//! qr-offline server entry point.
//!
//! Boots the caching worker and exposes its events as MCP tools on stdio.
//! Logging goes to stderr to avoid interfering with the JSON-RPC protocol on stdout.

use std::sync::Arc;

use anyhow::{Context, Result};
use qrsw_client::{FetchClient, FetchConfig, LoggingHost, ServiceWorker, WorkerConfig};
use qrsw_core::{AppConfig, CacheDb};
use rmcp::service::serve_server;
use rmcp::transport::io::stdio;
use tracing_subscriber::EnvFilter;

mod error;
mod handler;
mod tools;

#[tokio::main]
async fn main() -> Result<()> {
    tracing_subscriber::fmt()
        .with_env_filter(EnvFilter::from_default_env())
        .with_writer(std::io::stderr)
        .json()
        .init();

    let config = AppConfig::load().context("failed to load configuration")?;
    tracing::info!(
        origin = %config.origin,
        version = %config.version,
        db = %config.db_path.display(),
        "Starting qr-offline server on stdio transport"
    );

    let db = CacheDb::open(&config.db_path).await?;
    let network = FetchClient::new(FetchConfig::from(&config))?;
    let worker = ServiceWorker::new(WorkerConfig::from_app(&config)?, db, Arc::new(network), Arc::new(LoggingHost));

    let handler = handler::OfflineCacheServer::new(worker);
    let transport = stdio();
    let server = serve_server(handler, transport).await?;

    server.waiting().await?;

    Ok(())
}
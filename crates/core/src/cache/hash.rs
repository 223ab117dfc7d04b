//! Request key generation.

use sha2::{Digest, Sha256};

/// Compute the key a request is stored under within a named cache.
///
/// The method participates so that a cached GET never answers another verb.
pub fn compute_request_key(method: &str, url: &str) -> String {
    let mut hasher = Sha256::new();
    hasher.update(method.to_ascii_uppercase().as_bytes());
    hasher.update(b"\n");
    hasher.update(url.as_bytes());
    hex::encode(hasher.finalize())
}
//! sw_install and sw_activate tool implementations.

use qrsw_client::{ActivateReport, InstallReport, ServiceWorker};
use rmcp::{ErrorData as McpError, model::CallToolResult};
use schemars::JsonSchema;
use serde::{Deserialize, Serialize};

use super::json_result;

/// Output from the sw_install tool.
#[derive(Debug, Clone, Serialize, Deserialize, JsonSchema)]
pub struct SwInstallOutput {
    pub state: String,
    /// Static cache that received the manifest.
    pub cache: String,
    pub assets: Vec<String>,
}

/// Output from the sw_activate tool.
#[derive(Debug, Clone, Serialize, Deserialize, JsonSchema)]
pub struct SwActivateOutput {
    pub state: String,
    pub deleted: Vec<String>,
    pub failed: Vec<String>,
    pub claimed: bool,
}

/// Implementation of the sw_install tool.
pub async fn install_impl(worker: &ServiceWorker) -> Result<CallToolResult, McpError> {
    let InstallReport { cache, assets } = worker.on_install().await?;
    let output = SwInstallOutput { state: worker.state().await.to_string(), cache, assets };
    json_result(&output)
}

/// Implementation of the sw_activate tool.
pub async fn activate_impl(worker: &ServiceWorker) -> Result<CallToolResult, McpError> {
    let ActivateReport { deleted, failed, claimed } = worker.on_activate().await?;
    let output = SwActivateOutput { state: worker.state().await.to_string(), deleted, failed, claimed };
    json_result(&output)
}
//! cache_list tool implementation.

use qrsw_core::{CacheDb, CacheSummary};
use rmcp::{ErrorData as McpError, model::CallToolResult};
use schemars::JsonSchema;
use serde::{Deserialize, Serialize};

use super::super::json_result;

/// Output from the cache_list tool.
#[derive(Debug, Clone, Serialize, Deserialize, JsonSchema)]
pub struct CacheListOutput {
    /// Every named cache, oldest first.
    pub caches: Vec<CacheSummary>,
}

/// Implementation of the cache_list tool.
pub async fn list_impl(cache: &CacheDb) -> Result<CallToolResult, McpError> {
    let caches = cache.cache_summaries().await?;
    json_result(&CacheListOutput { caches })
}
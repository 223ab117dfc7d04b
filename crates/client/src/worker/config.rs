//! Per-instance worker configuration and cache naming.

use std::fmt;

use qrsw_core::{AppConfig, Error};
use serde::{Deserialize, Serialize};
use url::Url;

use super::classify::ClassifierTable;
use crate::fetch::resolve;

/// The three caches every worker version owns.
#[derive(Debug, Clone, Copy, PartialEq, Eq, Hash, Serialize, Deserialize)]
#[serde(rename_all = "lowercase")]
pub enum CacheRole {
    Static,
    Dynamic,
    Cdn,
}

impl CacheRole {
    pub const ALL: [CacheRole; 3] = [CacheRole::Static, CacheRole::Dynamic, CacheRole::Cdn];

    pub fn suffix(self) -> &'static str {
        match self {
            CacheRole::Static => "static",
            CacheRole::Dynamic => "dynamic",
            CacheRole::Cdn => "cdn",
        }
    }
}

impl fmt::Display for CacheRole {
    fn fmt(&self, f: &mut fmt::Formatter<'_>) -> fmt::Result {
        f.write_str(self.suffix())
    }
}

/// Everything one worker version needs to know, resolved and validated.
///
/// Two instances with different versions can share one `CacheDb`; their
/// cache names never collide.
#[derive(Debug, Clone)]
pub struct WorkerConfig {
    /// Application root; notification clicks open it.
    pub root: Url,
    pub cache_prefix: String,
    pub version: String,
    /// Install manifest, in order.
    pub static_assets: Vec<Url>,
    /// Re-fetched on periodic refresh.
    pub critical_assets: Vec<Url>,
    pub dynamic_cache_limit: usize,
    pub classifier: ClassifierTable,
    pub notification_title: String,
    pub notification_body: String,
}

impl WorkerConfig {
    /// Resolve an `AppConfig` against its origin.
    pub fn from_app(config: &AppConfig) -> Result<Self, Error> {
        let origin = Url::parse(&config.origin).map_err(|e| Error::InvalidUrl(format!("{}: {e}", config.origin)))?;
        let resolve_all = |paths: &[String]| -> Result<Vec<Url>, Error> {
            paths
                .iter()
                .map(|path| resolve(&origin, path).map_err(|e| Error::InvalidUrl(format!("{path}: {e}"))))
                .collect()
        };

        let root = resolve(&origin, "./").map_err(|e| Error::InvalidUrl(e.to_string()))?;
        let static_assets = resolve_all(&config.static_assets)?;
        let critical_assets = resolve_all(&config.critical_assets)?;

        let classifier = ClassifierTable {
            manifest: static_assets.clone(),
            static_extensions: config.static_extensions.clone(),
            cdn_hosts: config.cdn_hosts.iter().map(|h| h.to_ascii_lowercase()).collect(),
            api_segments: config.api_segments.clone(),
        };

        Ok(Self {
            root,
            cache_prefix: config.cache_prefix.clone(),
            version: config.version.clone(),
            static_assets,
            critical_assets,
            dynamic_cache_limit: config.dynamic_cache_limit,
            classifier,
            notification_title: config.notification_title.clone(),
            notification_body: config.notification_body.clone(),
        })
    }

    /// `<prefix><version>-<role>`, e.g. `qr-generator-v2.0.0-static`.
    pub fn cache_name(&self, role: CacheRole) -> String {
        format!("{}{}-{}", self.cache_prefix, self.version, role.suffix())
    }

    /// Names of this version's three role caches.
    pub fn current_caches(&self) -> Vec<String> {
        CacheRole::ALL.iter().map(|role| self.cache_name(*role)).collect()
    }

    /// True if the cache belongs to this application, any version.
    pub fn owns(&self, cache_name: &str) -> bool {
        cache_name.starts_with(&self.cache_prefix)
    }

    /// Entry cap for a cache, if it has one. Only the dynamic cache is bounded.
    pub fn limit_for(&self, cache_name: &str) -> Option<usize> {
        (cache_name == self.cache_name(CacheRole::Dynamic)).then_some(self.dynamic_cache_limit)
    }
}

#[cfg(test)]
mod tests {
    use super::*;

    fn config() -> WorkerConfig {
        WorkerConfig::from_app(&AppConfig { origin: "https://qr.example.com/".into(), ..Default::default() }).unwrap()
    }

    #[test]
    fn test_cache_names() {
        let config = config();
        assert_eq!(config.cache_name(CacheRole::Static), "qr-generator-v2.0.0-static");
        assert_eq!(config.cache_name(CacheRole::Dynamic), "qr-generator-v2.0.0-dynamic");
        assert_eq!(config.cache_name(CacheRole::Cdn), "qr-generator-v2.0.0-cdn");
        assert_eq!(config.current_caches().len(), 3);
    }

    #[test]
    fn test_owns_any_version() {
        let config = config();
        assert!(config.owns("qr-generator-v1.0.0-static"));
        assert!(config.owns("qr-generator-v2.0.0-dynamic"));
        assert!(!config.owns("another-app-v1-static"));
    }

    #[test]
    fn test_only_dynamic_is_bounded() {
        let config = config();
        assert_eq!(config.limit_for("qr-generator-v2.0.0-dynamic"), Some(50));
        assert_eq!(config.limit_for("qr-generator-v2.0.0-static"), None);
        assert_eq!(config.limit_for("qr-generator-v2.0.0-cdn"), None);
        assert_eq!(config.limit_for("qr-generator-v1.0.0-dynamic"), None);
    }

    #[test]
    fn test_manifest_resolved_against_origin() {
        let config = config();
        assert_eq!(config.root.as_str(), "https://qr.example.com/");
        assert_eq!(config.static_assets[0].as_str(), "https://qr.example.com/");
        assert_eq!(config.static_assets[1].as_str(), "https://qr.example.com/index.html");
        assert_eq!(
            config.static_assets[5].as_str(),
            "https://cdn.jsdelivr.net/npm/qrcode/build/qrcode.min.js"
        );
        assert_eq!(config.classifier.manifest, config.static_assets);
    }

    #[test]
    fn test_invalid_asset_rejected() {
        let app = AppConfig { static_assets: vec!["javascript:alert(1)".into()], ..Default::default() };
        assert!(matches!(WorkerConfig::from_app(&app), Err(Error::InvalidUrl(_))));
    }
}
//! Database connection management with pragma configuration.
//!
//! This module handles opening the SQLite database, applying required pragmas
//! for performance and concurrency (WAL mode), and running migrations.

use super::migrations;
use crate::Error;
use std::path::Path;
use tokio_rusqlite::Connection;

/// Cache storage handle.
///
/// Wraps a tokio-rusqlite Connection that runs database operations
/// on a background thread. Cloning is cheap and every clone shares the
/// same connection, so all named caches of a worker live behind one handle.
#[derive(Clone, Debug)]
pub struct CacheDb {
    pub(crate) conn: Connection,
}

impl CacheDb {
    /// Open a database at the specified path.
    ///
    /// Creates the file if it doesn't exist, applies performance pragmas,
    /// and runs any pending migrations.
    pub async fn open(path: impl AsRef<Path>) -> Result<Self, Error> {
        let conn = Connection::open(path).await.map_err(|e| Error::Database(e.into()))?;
        Self::prepare(conn).await
    }

    /// Open an in-memory database for testing.
    ///
    /// Creates a temporary in-memory SQLite database with the same
    /// pragma configuration as file-based databases.
    pub async fn open_in_memory() -> Result<Self, Error> {
        let conn = Connection::open_in_memory()
            .await
            .map_err(|e| Error::Database(e.into()))?;
        Self::prepare(conn).await
    }

    async fn prepare(conn: Connection) -> Result<Self, Error> {
        conn.call(|conn| {
            conn.execute_batch(
                "PRAGMA journal_mode=WAL;
                 PRAGMA synchronous=NORMAL;
                 PRAGMA temp_store=MEMORY;
                 PRAGMA foreign_keys=ON;",
            )?;
            Ok(())
        })
        .await
        .map_err(Error::Database)?;

        migrations::run(&conn).await?;

        Ok(Self { conn })
    }

    /// Run raw SQL statements against the store.
    ///
    /// For maintenance scripts such as adding indexes or triggers.
    pub async fn execute_batch(&self, sql: &str) -> Result<(), Error> {
        let sql = sql.to_string();
        self.conn
            .call(move |conn| conn.execute_batch(&sql))
            .await
            .map_err(Error::Database)
    }
}
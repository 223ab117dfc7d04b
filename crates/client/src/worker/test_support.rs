//! Scripted network and recording host for worker tests.

use std::collections::{HashMap, HashSet};
use std::sync::atomic::{AtomicBool, AtomicUsize, Ordering};
use std::sync::{Arc, Mutex};

use async_trait::async_trait;
use qrsw_core::{AppConfig, CacheDb, Error, ResponsePayload};
use tokio::sync::Semaphore;
use url::Url;

use super::hooks::{Notification, WorkerHost};
use super::{ServiceWorker, WorkerConfig};
use crate::fetch::{Network, Request};

pub(crate) const TEST_ORIGIN: &str = "https://qr.test/";

/// Network answering from a script.
///
/// Unscripted URLs get `200 OK` with body `fresh:<url>`.
pub(crate) struct ScriptedNetwork {
    responses: Mutex<HashMap<String, ResponsePayload>>,
    failing: Mutex<HashSet<String>>,
    oversized: Mutex<HashSet<String>>,
    offline: AtomicBool,
    held: AtomicBool,
    gate: Semaphore,
    calls: AtomicUsize,
}

impl ScriptedNetwork {
    pub(crate) fn new() -> Self {
        Self {
            responses: Mutex::new(HashMap::new()),
            failing: Mutex::new(HashSet::new()),
            oversized: Mutex::new(HashSet::new()),
            offline: AtomicBool::new(false),
            held: AtomicBool::new(false),
            gate: Semaphore::new(0),
            calls: AtomicUsize::new(0),
        }
    }

    pub(crate) fn respond(&self, url: &str, response: ResponsePayload) {
        self.responses.lock().unwrap().insert(url.to_string(), response);
    }

    /// Every fetch fails as if the device had no connectivity.
    pub(crate) fn go_offline(&self) {
        self.offline.store(true, Ordering::SeqCst);
    }

    /// Fetches of this URL fail with a network error.
    pub(crate) fn fail(&self, url: &str) {
        self.failing.lock().unwrap().insert(url.to_string());
    }

    /// Fetches of this URL fail as if the body exceeded the size limit.
    pub(crate) fn oversize(&self, url: &str) {
        self.oversized.lock().unwrap().insert(url.to_string());
    }

    /// Block fetches until `release` is called.
    pub(crate) fn hold(&self) {
        self.held.store(true, Ordering::SeqCst);
    }

    pub(crate) fn release(&self) {
        self.held.store(false, Ordering::SeqCst);
        self.gate.add_permits(1024);
    }

    pub(crate) fn calls(&self) -> usize {
        self.calls.load(Ordering::SeqCst)
    }
}

#[async_trait]
impl Network for ScriptedNetwork {
    async fn fetch(&self, request: &Request) -> Result<ResponsePayload, Error> {
        self.calls.fetch_add(1, Ordering::SeqCst);
        if self.held.load(Ordering::SeqCst) {
            let _permit = self
                .gate
                .acquire()
                .await
                .map_err(|e| Error::Network(e.to_string()))?;
        }

        let url = request.url.as_str();
        if self.offline.load(Ordering::SeqCst) || self.failing.lock().unwrap().contains(url) {
            return Err(Error::Network(format!("{url}: connection refused")));
        }
        if self.oversized.lock().unwrap().contains(url) {
            return Err(Error::FetchTooLarge(format!("{url}: body exceeds limit")));
        }

        let scripted = self.responses.lock().unwrap().get(url).cloned();
        Ok(scripted.unwrap_or_else(|| ResponsePayload::new(200, "OK", format!("fresh:{url}"))))
    }
}

/// Host that records every side effect as a string.
#[derive(Default)]
pub(crate) struct RecordingHost {
    events: Mutex<Vec<String>>,
    reject_claims: AtomicBool,
    reject_notifications: AtomicBool,
    reject_queue: AtomicBool,
}

impl RecordingHost {
    pub(crate) fn events(&self) -> Vec<String> {
        self.events.lock().unwrap().clone()
    }

    pub(crate) fn reject_claims(&self) {
        self.reject_claims.store(true, Ordering::SeqCst);
    }

    pub(crate) fn reject_notifications(&self) {
        self.reject_notifications.store(true, Ordering::SeqCst);
    }

    pub(crate) fn reject_queue(&self) {
        self.reject_queue.store(true, Ordering::SeqCst);
    }

    fn record(&self, event: impl Into<String>) {
        self.events.lock().unwrap().push(event.into());
    }
}

#[async_trait]
impl WorkerHost for RecordingHost {
    async fn skip_waiting(&self) -> Result<(), Error> {
        self.record("skip_waiting");
        Ok(())
    }

    async fn claim_clients(&self) -> Result<(), Error> {
        if self.reject_claims.load(Ordering::SeqCst) {
            return Err(Error::Host("clients unavailable".into()));
        }
        self.record("claim_clients");
        Ok(())
    }

    async fn show_notification(&self, notification: &Notification) -> Result<(), Error> {
        if self.reject_notifications.load(Ordering::SeqCst) {
            return Err(Error::Host("notification permission denied".into()));
        }
        self.record(format!("notification:{}", notification.body));
        Ok(())
    }

    async fn close_notification(&self) -> Result<(), Error> {
        self.record("close_notification");
        Ok(())
    }

    async fn open_window(&self, url: &Url) -> Result<(), Error> {
        self.record(format!("open_window:{url}"));
        Ok(())
    }

    async fn process_offline_queue(&self, tag: &str) -> Result<usize, Error> {
        if self.reject_queue.load(Ordering::SeqCst) {
            return Err(Error::Host("queue store unavailable".into()));
        }
        self.record(format!("offline_queue:{tag}"));
        Ok(0)
    }
}

/// Worker over a fresh in-memory database, default manifest, origin `https://qr.test/`.
pub(crate) async fn worker_with(network: ScriptedNetwork) -> (ServiceWorker, Arc<ScriptedNetwork>, Arc<RecordingHost>) {
    worker_with_config(AppConfig { origin: TEST_ORIGIN.into(), ..Default::default() }, network).await
}

pub(crate) async fn worker_with_config(
    config: AppConfig, network: ScriptedNetwork,
) -> (ServiceWorker, Arc<ScriptedNetwork>, Arc<RecordingHost>) {
    let db = CacheDb::open_in_memory().await.unwrap();
    let network = Arc::new(network);
    let host = Arc::new(RecordingHost::default());
    let worker = ServiceWorker::new(
        WorkerConfig::from_app(&config).unwrap(),
        db,
        network.clone(),
        host.clone(),
    );
    (worker, network, host)
}

/// Worker over an existing database, e.g. a second version next to an older one.
pub(crate) fn worker_on(db: CacheDb, config: AppConfig, network: ScriptedNetwork) -> ServiceWorker {
    ServiceWorker::new(
        WorkerConfig::from_app(&config).unwrap(),
        db,
        Arc::new(network),
        Arc::new(RecordingHost::default()),
    )
}
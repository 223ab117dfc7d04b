//! Sync, push, notification and control-message hooks.
//!
//! None of these propagate failures: a handler that fails logs and returns.

use async_trait::async_trait;
use qrsw_core::Error;
use serde::{Deserialize, Serialize};
use url::Url;

use super::{RefreshReport, ServiceWorker, WorkerState};

/// Background sync tag that drains queued offline QR generations.
pub const SYNC_TAG_GENERATE: &str = "qr-generate";

/// Periodic sync tag that refreshes the critical caches.
pub const PERIODIC_TAG_REFRESH: &str = "qr-cache-refresh";

/// Notification action that opens the application.
pub const ACTION_EXPLORE: &str = "explore";

/// Notification action that only dismisses.
pub const ACTION_CLOSE: &str = "close";

/// Side effects the worker asks of its host runtime.
#[async_trait]
pub trait WorkerHost: Send + Sync {
    /// Let this version activate without waiting for old clients to close.
    async fn skip_waiting(&self) -> Result<(), Error>;

    /// Start intercepting requests of already-open pages.
    async fn claim_clients(&self) -> Result<(), Error>;

    async fn show_notification(&self, notification: &Notification) -> Result<(), Error>;

    /// Close the notification the user just clicked.
    async fn close_notification(&self) -> Result<(), Error>;

    /// Open or focus a window on `url`.
    async fn open_window(&self, url: &Url) -> Result<(), Error>;

    /// Process actions queued while offline. Must be safe to call repeatedly.
    ///
    /// Returns how many actions were processed.
    async fn process_offline_queue(&self, tag: &str) -> Result<usize, Error> {
        tracing::debug!(tag, "no offline queue attached");
        Ok(0)
    }
}

/// Host that performs no side effects beyond logging them.
#[derive(Debug, Clone, Copy, Default)]
pub struct LoggingHost;

#[async_trait]
impl WorkerHost for LoggingHost {
    async fn skip_waiting(&self) -> Result<(), Error> {
        tracing::info!("skip waiting");
        Ok(())
    }

    async fn claim_clients(&self) -> Result<(), Error> {
        tracing::info!("claiming clients");
        Ok(())
    }

    async fn show_notification(&self, notification: &Notification) -> Result<(), Error> {
        tracing::info!(title = %notification.title, body = %notification.body, "showing notification");
        Ok(())
    }

    async fn close_notification(&self) -> Result<(), Error> {
        tracing::info!("closing notification");
        Ok(())
    }

    async fn open_window(&self, url: &Url) -> Result<(), Error> {
        tracing::info!(url = %url, "opening window");
        Ok(())
    }
}

#[derive(Debug, Clone, PartialEq, Eq, Serialize, Deserialize)]
pub struct NotificationAction {
    pub action: String,
    pub title: String,
    pub icon: String,
}

#[derive(Debug, Clone, PartialEq, Eq, Serialize, Deserialize)]
pub struct NotificationData {
    /// Milliseconds since the Unix epoch.
    pub date_of_arrival: i64,
    pub primary_key: u32,
}

#[derive(Debug, Clone, PartialEq, Eq, Serialize, Deserialize)]
pub struct Notification {
    pub title: String,
    pub body: String,
    pub icon: String,
    pub badge: String,
    pub vibrate: Vec<u32>,
    pub data: NotificationData,
    pub actions: Vec<NotificationAction>,
}

/// Messages a page can post to the worker.
#[derive(Debug, Clone, Copy, PartialEq, Eq, Serialize, Deserialize)]
#[serde(tag = "type")]
pub enum ControlMessage {
    #[serde(rename = "SKIP_WAITING")]
    SkipWaiting,
}

impl ServiceWorker {
    /// Background sync. Unknown tags are ignored.
    ///
    /// Returns whether the tag was recognized.
    pub async fn on_sync(&self, tag: &str) -> bool {
        tracing::info!(tag, "background sync triggered");
        if tag != SYNC_TAG_GENERATE {
            return false;
        }

        match self.host.process_offline_queue(tag).await {
            Ok(processed) => tracing::info!(processed, "handled offline QR generation"),
            Err(e) => tracing::error!(error = %e, "background sync failed"),
        }
        true
    }

    /// Periodic sync. Unknown tags are ignored.
    pub async fn on_periodic_sync(&self, tag: &str) -> Option<RefreshReport> {
        tracing::info!(tag, "periodic sync triggered");
        if tag != PERIODIC_TAG_REFRESH {
            return None;
        }
        Some(self.refresh().await)
    }

    /// Show a notification for a push message.
    ///
    /// Returns the notification if the host displayed it.
    pub async fn on_push(&self, payload: Option<&str>) -> Option<Notification> {
        tracing::info!(has_payload = payload.is_some(), "push received");
        let notification = self.build_notification(payload);

        match self.host.show_notification(&notification).await {
            Ok(()) => Some(notification),
            Err(e) => {
                tracing::error!(error = %e, "failed to show notification");
                None
            }
        }
    }

    fn build_notification(&self, payload: Option<&str>) -> Notification {
        Notification {
            title: self.config.notification_title.clone(),
            body: payload.map_or_else(|| self.config.notification_body.clone(), str::to_string),
            icon: "./icon-192.png".into(),
            badge: "./badge-72.png".into(),
            vibrate: vec![100, 50, 100],
            data: NotificationData { date_of_arrival: chrono::Utc::now().timestamp_millis(), primary_key: 1 },
            actions: vec![
                NotificationAction {
                    action: ACTION_EXPLORE.into(),
                    title: "Open App".into(),
                    icon: "./icon-128.png".into(),
                },
                NotificationAction { action: ACTION_CLOSE.into(), title: "Close".into(), icon: "./close-icon.png".into() },
            ],
        }
    }

    /// Handle a click on a notification or one of its actions.
    ///
    /// The notification is closed first. `explore` opens the application
    /// root; anything else stops there. Returns whether a window was opened.
    pub async fn on_notification_click(&self, action: Option<&str>) -> bool {
        tracing::info!(action = action.unwrap_or_default(), "notification clicked");
        if let Err(e) = self.host.close_notification().await {
            tracing::warn!(error = %e, "failed to close notification");
        }

        if action != Some(ACTION_EXPLORE) {
            return false;
        }

        match self.host.open_window(&self.config.root).await {
            Ok(()) => true,
            Err(e) => {
                tracing::error!(error = %e, "failed to open window");
                false
            }
        }
    }

    /// Handle a message posted by a page. Unrecognized messages are ignored.
    ///
    /// Returns whether the message was recognized.
    pub async fn on_message(&self, message: &serde_json::Value) -> bool {
        let Ok(message) = serde_json::from_value::<ControlMessage>(message.clone()) else {
            tracing::debug!(%message, "ignoring unrecognized message");
            return false;
        };

        match message {
            ControlMessage::SkipWaiting => {
                tracing::info!("received skip waiting message");
                self.skip_waiting_now().await;
            }
        }
        true
    }

    /// Skip waiting and, if this version is installed and waiting, activate it now.
    async fn skip_waiting_now(&self) {
        self.request_skip_waiting().await;
        if self.state().await == WorkerState::Installed
            && let Err(e) = self.on_activate().await
        {
            tracing::error!(error = %e, "activation after skip waiting failed");
        }
    }
}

━━━━━━━━━━━━━━━━

EXERCISE INSTRUCTIONS |
Every line in the material above that has the word "filename" should be copied.

COMPLETED EXERCISE |
filename crates/core/src/cache/hash.rs
filename crates/client/src/worker/config.rs
filename crates/client/src/worker/test_support.rs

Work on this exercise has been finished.